In infants and children, hemiplegia is a type of cerebral palsy that results from damage to the part of the brain that controls muscle movement. This kind of damage may occur before, during or shortly after birth. The term “hemiplegia” means paralysis of one vertical half of the body. Similarly, the term “hemiparesis” means a weakness on one side of the body. In children with hemiplegia, the paralysis in the body occurs on the side opposite the affected part of the brain. So, if the right side of the child’s brain is injured, then the paralysis will be on the left side of the child’s body.
If your child has suffered hemiplegic cerebral palsy during birth, you may be wondering how to pay for medical expenses and rehabilitative treatments, which your child may need for the long term or for the rest of his or her life. Often, hemiplegic cerebral palsy in children occurs because of negligence on the part of medical professionals. If your child has suffered a severe birth injury due to medical negligence, you may be able seek compensation for the resulting damages and losses. Please contact an experienced New York birth injury lawyer to obtain more information about your legal rights and options. Medical negligence is also called medical malpractice.
Hemiplegia is a relatively common condition, affecting up to one child in 1,000. It is common for parents to only become aware of their child’s hemiplegia during infancy or early childhood as the child’s difficulty with movement on one side gradually becomes more apparent. A difficult birth may also be a factor. In most cases, the injury occurs at some point during pregnancy.
Hemiplegia is neither a progressive condition nor a disease. As children experience growth spurts, they may have more issues with muscle spasticity. Children with hemiplegia tend to have atrophy of the hand, arm, shoulder, leg and foot. This appears more noticeable as they grow and become teenagers. The child’s arm and leg on the affected side are often shorter than the other side.
Children with hemiplegia are also at a higher risk of developing scoliosis, which refers to the sideways curvature of the spine. There is no cure available for children with hemiplegia, but therapies are available to help them cope with some of the symptoms. For example, medications may be prescribed for seizures and orthotics, braces or splints may help with spasticity and gait.
Conditions Related to Hemiplegia
Hemiplegia often occurs as the result of a brain injury. This may show in a variety of physical, cognitive and behavioral effects. Each child is different and may experience the following effects as a result of hemiplegia:
- Memory issues: Children may have difficulty with encoding, storing and retrieving new information.
- Concentration: Focusing and sustaining attention for long periods of time may be a challenge for those with hemiplegia. Children may be unable to filter out distractions in the classroom or may have problems functioning in situations where there is a lot of noise or stimulation. Children may also have trouble switching from one topic or activity to another.
- Speech and language: Depending on the age and cause of injury, the child may have issues with speech such as slow speech or lack of speech. These issues may improve with time. Children who have a stroke at or near birth may have delays in talking.

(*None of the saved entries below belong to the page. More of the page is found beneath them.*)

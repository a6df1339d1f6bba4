//! Configuration options for field normalization.

use serde::{Deserialize, Serialize};

use crate::construction::ConstructionScheme;
use crate::error::IntakeError;

/// Century window for expanding two-digit years.
///
/// Two-digit values `00..=pivot` expand to the 2000s; values above the pivot
/// expand to the 1900s. The pivot is fixed configuration, never derived from
/// host locale.
#[derive(Debug, Clone, Copy, PartialEq, Eq, Serialize, Deserialize)]
#[serde(try_from = "u8", into = "u8")]
pub struct YearPivot(u8);

/// Last two-digit year that expands into the 2000s by default.
pub const DEFAULT_YEAR_PIVOT: u8 = 29;

impl YearPivot {
    pub fn new(pivot: u8) -> Result<Self, IntakeError> {
        if pivot > 99 {
            return Err(IntakeError::InvalidYearPivot(pivot));
        }
        Ok(Self(pivot))
    }

    pub const fn get(self) -> u8 {
        self.0
    }

    /// Expands a two-digit year (`0..=99`) into a four-digit year.
    pub fn expand(self, two_digit: u32) -> u32 {
        if two_digit <= u32::from(self.0) {
            2000 + two_digit
        } else {
            1900 + two_digit
        }
    }
}

impl Default for YearPivot {
    fn default() -> Self {
        Self(DEFAULT_YEAR_PIVOT)
    }
}

impl TryFrom<u8> for YearPivot {
    type Error = IntakeError;

    fn try_from(value: u8) -> Result<Self, Self::Error> {
        Self::new(value)
    }
}

impl From<YearPivot> for u8 {
    fn from(pivot: YearPivot) -> Self {
        pivot.0
    }
}

/// Options for normalization.
#[derive(Debug, Clone, Default, PartialEq, Eq, Serialize, Deserialize)]
#[serde(default)]
pub struct NormalizationOptions {
    /// Century window for two-digit years built.
    pub year_pivot: YearPivot,

    /// Scheme used when a caller does not name one explicitly.
    pub construction_scheme: ConstructionScheme,
}

impl NormalizationOptions {
    pub fn new() -> Self {
        Self::default()
    }

    pub fn with_year_pivot(mut self, pivot: YearPivot) -> Self {
        self.year_pivot = pivot;
        self
    }

    pub fn with_construction_scheme(mut self, scheme: ConstructionScheme) -> Self {
        self.construction_scheme = scheme;
        self
    }
}
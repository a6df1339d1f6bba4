//! Splitting of ACORD insured name/address blocks.
//!
//! A block is a newline-delimited run of lines: the insured name first
//! (optionally continued by a DBA or care-of line), then the mailing address,
//! whose last line is always city/state/zip.

use std::sync::LazyLock;

use intake_model::InsuredAddressBlock;
use regex::Regex;

/// Continuation lines that belong to the insured name.
static NAME_CONTINUATION_REGEX: LazyLock<Regex> = LazyLock::new(|| {
    Regex::new(r"(?i)^(?:dba|d/b/a|d\.b\.a\.?|c/o|care\s+of|attn)(?:[\s:.,]|$)")
        .expect("Invalid name continuation regex")
});

/// Suite, unit and similar secondary address lines.
static SUITE_LINE_REGEX: LazyLock<Regex> = LazyLock::new(|| {
    Regex::new(r"(?i)^(?:(?:suite|ste|unit|apt|room|rm)(?:[\s.#:,]|\d|$)|#)")
        .expect("Invalid suite line regex")
});

/// Returns true if the line continues the insured name (`DBA ...`, `c/o ...`).
pub fn is_name_continuation(line: &str) -> bool {
    NAME_CONTINUATION_REGEX.is_match(line.trim())
}

/// Returns true if the line is a secondary address line (`Suite 200`, `#4`).
pub fn is_suite_line(line: &str) -> bool {
    SUITE_LINE_REGEX.is_match(line.trim())
}

/// Splits a raw insured block into the insured name and its address lines.
///
/// The address is the last two lines, or the last three when the line before
/// city/state/zip is a suite line. Blank lines are skipped. Blocks that are too
/// short for a full address yield whatever lines follow the name.
///
/// The suite check only applies with at least three lines after the name, so
/// `"Name\nSte 5\nCity TX"` keeps `"Ste 5"` in the street position.
pub fn split_address_block(raw: &str) -> InsuredAddressBlock {
    let lines: Vec<&str> = raw
        .split(['\n', '\r'])
        .map(str::trim)
        .filter(|line| !line.is_empty())
        .collect();

    let Some((first, rest)) = lines.split_first() else {
        return InsuredAddressBlock::default();
    };

    let mut insured_name = (*first).to_string();
    let mut tail = rest;
    if let Some((second, after)) = rest.split_first() {
        if is_name_continuation(second) {
            insured_name.push(' ');
            insured_name.push_str(second);
            tail = after;
        }
    }

    let take = if tail.len() >= 3 && is_suite_line(tail[tail.len() - 2]) {
        3
    } else {
        2
    };
    let start = tail.len().saturating_sub(take);
    let address_lines = tail[start..].iter().map(|line| (*line).to_string()).collect();

    InsuredAddressBlock::new(insured_name, address_lines)
}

- Executive functions: This refers to difficulty with setting appropriate goals, planning and organizing behavior to accomplish tasks.
- Social communication: Children may have trouble participating in conversations with others that requires the use of cognitive, linguistic and social skills, all of which may be affected by an early brain injury. The child may also have challenges when it comes to following different topics, interpreting social cues, organizing ideas and applying rules of social behavior.
- Behavioral issues: Children may show signs of agitation, mood swings, hyperactivity, apathy and emotional outbursts as a result of the brain injury. Psychosocial problems in children with hemiplegia can be extremely complex.
- Sensory effects: This includes difficulty with vision and impaired coordination of both eyes. The brain’s visual processing area may be affected resulting in partial loss of vision. Hearing may also be impaired.
- Seizures: Children may develop seizures immediately after their injury or even months or years later.
What Causes Hemiplegia in Children?
Children develop hemiplegia as the result of severe forms of trauma. Some of the common causes of hemplegic cerebral palsy include, but are not limited to:
Hemorrhaging: A condition known as intraventricular hemorrhaging is linked to hemiplegia. This may particularly occur during premature births. The blood loss occurs when the blood finds its way into fluid-filled parts of the brain. The resulting swelling causes the injury.
Perinatal injuries: The injuries sustained in the weeks leading up to and following the birth of a child have an increased impact on the chances of causing brain trauma, which may result in hemiplegia. If the child is injured after a successful delivery, the conditions may result in hemiplegia.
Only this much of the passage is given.